== Exercise description ==
Starting at the first line of the data below, repeat each line word for word up to and including the line with "Nothing is dialled".

== Stored data entries ==

- - - - -

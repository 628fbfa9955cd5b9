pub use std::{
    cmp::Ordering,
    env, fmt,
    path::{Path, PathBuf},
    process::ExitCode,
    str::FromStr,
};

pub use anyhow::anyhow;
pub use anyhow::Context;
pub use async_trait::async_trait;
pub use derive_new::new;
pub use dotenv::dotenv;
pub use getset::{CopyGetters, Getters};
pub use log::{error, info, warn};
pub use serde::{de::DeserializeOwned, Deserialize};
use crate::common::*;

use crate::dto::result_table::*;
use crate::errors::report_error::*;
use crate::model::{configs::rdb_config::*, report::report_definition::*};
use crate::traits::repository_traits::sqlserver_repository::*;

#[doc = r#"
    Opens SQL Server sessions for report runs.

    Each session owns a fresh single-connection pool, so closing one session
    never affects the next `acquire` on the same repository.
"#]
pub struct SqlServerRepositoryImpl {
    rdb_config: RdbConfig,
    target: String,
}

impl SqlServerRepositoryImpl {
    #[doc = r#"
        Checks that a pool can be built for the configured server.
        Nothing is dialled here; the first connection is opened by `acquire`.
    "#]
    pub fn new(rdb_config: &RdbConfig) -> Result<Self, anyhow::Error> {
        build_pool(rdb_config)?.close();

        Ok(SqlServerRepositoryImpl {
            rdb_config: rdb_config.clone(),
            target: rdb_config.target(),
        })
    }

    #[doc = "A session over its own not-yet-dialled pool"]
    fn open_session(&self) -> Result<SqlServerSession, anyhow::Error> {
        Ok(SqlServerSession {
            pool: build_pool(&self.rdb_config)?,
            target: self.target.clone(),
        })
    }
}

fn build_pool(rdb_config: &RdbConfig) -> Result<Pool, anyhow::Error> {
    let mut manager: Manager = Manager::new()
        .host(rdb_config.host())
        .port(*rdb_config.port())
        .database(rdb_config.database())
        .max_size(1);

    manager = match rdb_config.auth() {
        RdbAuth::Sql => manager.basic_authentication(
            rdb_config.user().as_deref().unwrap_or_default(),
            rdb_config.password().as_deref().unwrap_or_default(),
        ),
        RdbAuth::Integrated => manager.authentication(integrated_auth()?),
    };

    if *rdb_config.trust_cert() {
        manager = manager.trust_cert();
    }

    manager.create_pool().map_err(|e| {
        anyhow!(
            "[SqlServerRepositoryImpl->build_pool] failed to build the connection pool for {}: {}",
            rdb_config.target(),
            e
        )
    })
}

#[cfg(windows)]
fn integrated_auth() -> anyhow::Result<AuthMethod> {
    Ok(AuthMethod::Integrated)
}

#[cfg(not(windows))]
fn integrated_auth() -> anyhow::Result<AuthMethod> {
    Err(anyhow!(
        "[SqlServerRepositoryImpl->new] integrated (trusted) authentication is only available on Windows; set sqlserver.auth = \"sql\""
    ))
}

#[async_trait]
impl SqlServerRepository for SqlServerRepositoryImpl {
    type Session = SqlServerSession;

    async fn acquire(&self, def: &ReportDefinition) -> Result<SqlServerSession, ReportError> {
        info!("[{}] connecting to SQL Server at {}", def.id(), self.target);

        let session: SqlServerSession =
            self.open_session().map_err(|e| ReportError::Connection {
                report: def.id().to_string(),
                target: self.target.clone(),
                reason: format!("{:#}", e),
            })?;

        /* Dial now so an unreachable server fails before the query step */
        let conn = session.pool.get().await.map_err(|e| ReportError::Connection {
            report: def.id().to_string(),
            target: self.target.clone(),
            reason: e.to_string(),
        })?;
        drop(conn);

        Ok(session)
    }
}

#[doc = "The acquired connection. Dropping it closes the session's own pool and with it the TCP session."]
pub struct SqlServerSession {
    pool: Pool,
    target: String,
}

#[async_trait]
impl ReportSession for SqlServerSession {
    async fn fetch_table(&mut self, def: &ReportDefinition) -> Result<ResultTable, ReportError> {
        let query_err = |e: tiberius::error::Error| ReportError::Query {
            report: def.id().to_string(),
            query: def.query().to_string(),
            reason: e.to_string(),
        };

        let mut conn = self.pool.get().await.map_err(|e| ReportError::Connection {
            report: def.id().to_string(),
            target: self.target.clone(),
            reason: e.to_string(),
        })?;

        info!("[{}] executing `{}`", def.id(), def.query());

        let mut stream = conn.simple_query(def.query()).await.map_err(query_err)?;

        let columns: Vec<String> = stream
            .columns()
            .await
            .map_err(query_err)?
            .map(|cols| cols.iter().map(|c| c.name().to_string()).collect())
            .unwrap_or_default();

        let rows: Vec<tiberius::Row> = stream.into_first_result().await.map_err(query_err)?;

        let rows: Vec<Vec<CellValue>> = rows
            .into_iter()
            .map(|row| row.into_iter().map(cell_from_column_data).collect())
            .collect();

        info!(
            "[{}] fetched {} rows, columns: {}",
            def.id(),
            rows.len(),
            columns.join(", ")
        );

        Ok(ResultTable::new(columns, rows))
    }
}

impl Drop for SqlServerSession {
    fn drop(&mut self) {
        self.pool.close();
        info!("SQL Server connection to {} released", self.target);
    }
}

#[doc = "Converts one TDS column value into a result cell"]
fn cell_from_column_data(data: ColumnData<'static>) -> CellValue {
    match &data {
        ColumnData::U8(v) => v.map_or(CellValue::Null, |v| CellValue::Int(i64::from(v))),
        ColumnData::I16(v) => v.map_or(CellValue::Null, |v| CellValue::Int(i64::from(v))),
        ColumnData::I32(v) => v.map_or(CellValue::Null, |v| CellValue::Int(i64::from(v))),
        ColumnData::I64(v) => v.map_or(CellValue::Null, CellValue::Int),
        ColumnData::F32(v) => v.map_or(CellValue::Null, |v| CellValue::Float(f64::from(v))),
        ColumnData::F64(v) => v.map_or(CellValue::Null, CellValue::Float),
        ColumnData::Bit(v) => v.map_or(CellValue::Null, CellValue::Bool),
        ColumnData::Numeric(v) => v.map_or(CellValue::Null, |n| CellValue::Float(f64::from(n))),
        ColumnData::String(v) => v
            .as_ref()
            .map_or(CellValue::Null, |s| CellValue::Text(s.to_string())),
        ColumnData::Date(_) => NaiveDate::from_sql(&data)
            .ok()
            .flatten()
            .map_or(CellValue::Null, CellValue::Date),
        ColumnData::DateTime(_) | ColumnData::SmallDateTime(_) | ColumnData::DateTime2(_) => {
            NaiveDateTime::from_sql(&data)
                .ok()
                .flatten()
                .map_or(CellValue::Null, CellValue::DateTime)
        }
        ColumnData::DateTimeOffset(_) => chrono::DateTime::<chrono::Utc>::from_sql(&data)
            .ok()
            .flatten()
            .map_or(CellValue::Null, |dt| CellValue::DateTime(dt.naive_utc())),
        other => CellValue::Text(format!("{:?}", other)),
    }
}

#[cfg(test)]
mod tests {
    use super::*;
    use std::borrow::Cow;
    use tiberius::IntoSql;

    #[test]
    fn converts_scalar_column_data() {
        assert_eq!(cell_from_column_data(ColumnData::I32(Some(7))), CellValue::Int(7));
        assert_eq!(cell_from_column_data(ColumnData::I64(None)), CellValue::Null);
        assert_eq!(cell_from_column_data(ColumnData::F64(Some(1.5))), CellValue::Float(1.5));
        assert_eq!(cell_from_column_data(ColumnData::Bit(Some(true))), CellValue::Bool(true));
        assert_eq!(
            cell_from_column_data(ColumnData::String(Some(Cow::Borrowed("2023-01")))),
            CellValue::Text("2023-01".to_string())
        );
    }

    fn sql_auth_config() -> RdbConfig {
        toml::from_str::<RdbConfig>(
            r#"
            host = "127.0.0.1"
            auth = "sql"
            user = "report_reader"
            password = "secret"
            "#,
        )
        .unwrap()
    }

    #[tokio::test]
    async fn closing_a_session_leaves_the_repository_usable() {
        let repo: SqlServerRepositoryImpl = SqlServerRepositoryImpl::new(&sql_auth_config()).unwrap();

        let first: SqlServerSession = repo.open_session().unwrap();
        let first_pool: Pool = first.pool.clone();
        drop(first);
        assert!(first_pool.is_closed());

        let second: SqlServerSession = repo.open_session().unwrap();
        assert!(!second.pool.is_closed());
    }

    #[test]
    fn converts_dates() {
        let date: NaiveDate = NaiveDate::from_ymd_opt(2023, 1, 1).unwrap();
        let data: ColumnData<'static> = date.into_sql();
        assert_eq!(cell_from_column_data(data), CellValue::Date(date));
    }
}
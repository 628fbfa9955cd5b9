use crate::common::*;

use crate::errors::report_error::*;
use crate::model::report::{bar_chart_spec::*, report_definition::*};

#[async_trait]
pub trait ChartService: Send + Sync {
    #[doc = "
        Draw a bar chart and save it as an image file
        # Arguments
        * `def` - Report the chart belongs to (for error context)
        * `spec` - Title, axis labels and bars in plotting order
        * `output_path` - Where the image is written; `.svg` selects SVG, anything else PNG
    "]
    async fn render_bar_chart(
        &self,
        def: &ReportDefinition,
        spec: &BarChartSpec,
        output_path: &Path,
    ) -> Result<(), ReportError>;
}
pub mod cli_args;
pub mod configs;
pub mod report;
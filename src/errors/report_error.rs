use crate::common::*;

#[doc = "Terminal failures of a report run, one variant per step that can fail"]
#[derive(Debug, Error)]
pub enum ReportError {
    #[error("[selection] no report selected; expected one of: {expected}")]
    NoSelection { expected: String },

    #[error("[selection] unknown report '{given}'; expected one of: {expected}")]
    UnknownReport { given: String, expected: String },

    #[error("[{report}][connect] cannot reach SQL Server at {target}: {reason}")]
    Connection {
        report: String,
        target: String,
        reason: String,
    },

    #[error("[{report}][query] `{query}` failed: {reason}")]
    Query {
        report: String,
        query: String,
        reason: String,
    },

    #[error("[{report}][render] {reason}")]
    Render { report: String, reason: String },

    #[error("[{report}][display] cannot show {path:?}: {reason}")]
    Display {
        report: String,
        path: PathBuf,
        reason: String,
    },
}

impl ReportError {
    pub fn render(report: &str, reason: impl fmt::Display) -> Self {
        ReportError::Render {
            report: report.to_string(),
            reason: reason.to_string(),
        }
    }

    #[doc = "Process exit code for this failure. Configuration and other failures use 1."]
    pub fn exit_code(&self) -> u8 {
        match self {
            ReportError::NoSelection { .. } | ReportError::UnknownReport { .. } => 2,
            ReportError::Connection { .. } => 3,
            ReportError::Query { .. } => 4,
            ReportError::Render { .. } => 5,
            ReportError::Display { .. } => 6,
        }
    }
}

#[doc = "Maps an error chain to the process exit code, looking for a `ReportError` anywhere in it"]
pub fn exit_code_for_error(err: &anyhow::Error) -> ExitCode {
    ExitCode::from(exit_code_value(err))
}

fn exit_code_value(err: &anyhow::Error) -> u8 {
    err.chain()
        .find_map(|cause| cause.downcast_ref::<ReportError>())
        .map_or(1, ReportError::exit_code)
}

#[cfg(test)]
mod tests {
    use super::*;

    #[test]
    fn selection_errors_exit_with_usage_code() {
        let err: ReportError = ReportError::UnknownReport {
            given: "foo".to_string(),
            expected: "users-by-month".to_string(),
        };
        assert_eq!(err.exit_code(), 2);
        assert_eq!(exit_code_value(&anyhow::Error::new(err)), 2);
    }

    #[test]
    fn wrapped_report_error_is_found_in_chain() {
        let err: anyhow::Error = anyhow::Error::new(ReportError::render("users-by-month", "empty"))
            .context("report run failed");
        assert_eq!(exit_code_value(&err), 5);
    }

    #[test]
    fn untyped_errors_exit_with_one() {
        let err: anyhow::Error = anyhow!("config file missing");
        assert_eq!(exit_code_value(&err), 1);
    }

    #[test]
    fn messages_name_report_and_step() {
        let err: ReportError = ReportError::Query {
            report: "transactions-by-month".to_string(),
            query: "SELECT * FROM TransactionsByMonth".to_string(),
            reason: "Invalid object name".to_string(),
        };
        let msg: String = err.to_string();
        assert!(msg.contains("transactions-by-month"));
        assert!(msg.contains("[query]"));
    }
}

- - - - -

== Task answer ==
repository 628fbfa9955cd5b9
pub use std::{
    cmp::Ordering,
    env, fmt,
    path::{Path, PathBuf},
    process::ExitCode,
    str::FromStr,
};

pub use anyhow::anyhow;
pub use anyhow::Context;
pub use async_trait::async_trait;
pub use derive_new::new;
pub use dotenv::dotenv;
pub use getset::{CopyGetters, Getters};
pub use log::{error, info, warn};
pub use serde::{de::DeserializeOwned, Deserialize};
use crate::common::*;

use crate::dto::result_table::*;
use crate::errors::report_error::*;
use crate::model::{configs::rdb_config::*, report::report_definition::*};
use crate::traits::repository_traits::sqlserver_repository::*;

#[doc = r#"
    Opens SQL Server sessions for report runs.

    Each session owns a fresh single-connection pool, so closing one session
    never affects the next `acquire` on the same repository.
"#]
pub struct SqlServerRepositoryImpl {
    rdb_config: RdbConfig,
    target: String,
}

impl SqlServerRepositoryImpl {
    #[doc = r#"
        Checks that a pool can be built for the configured server.
        Nothing is dialled here; the first connection is opened by `acquire`.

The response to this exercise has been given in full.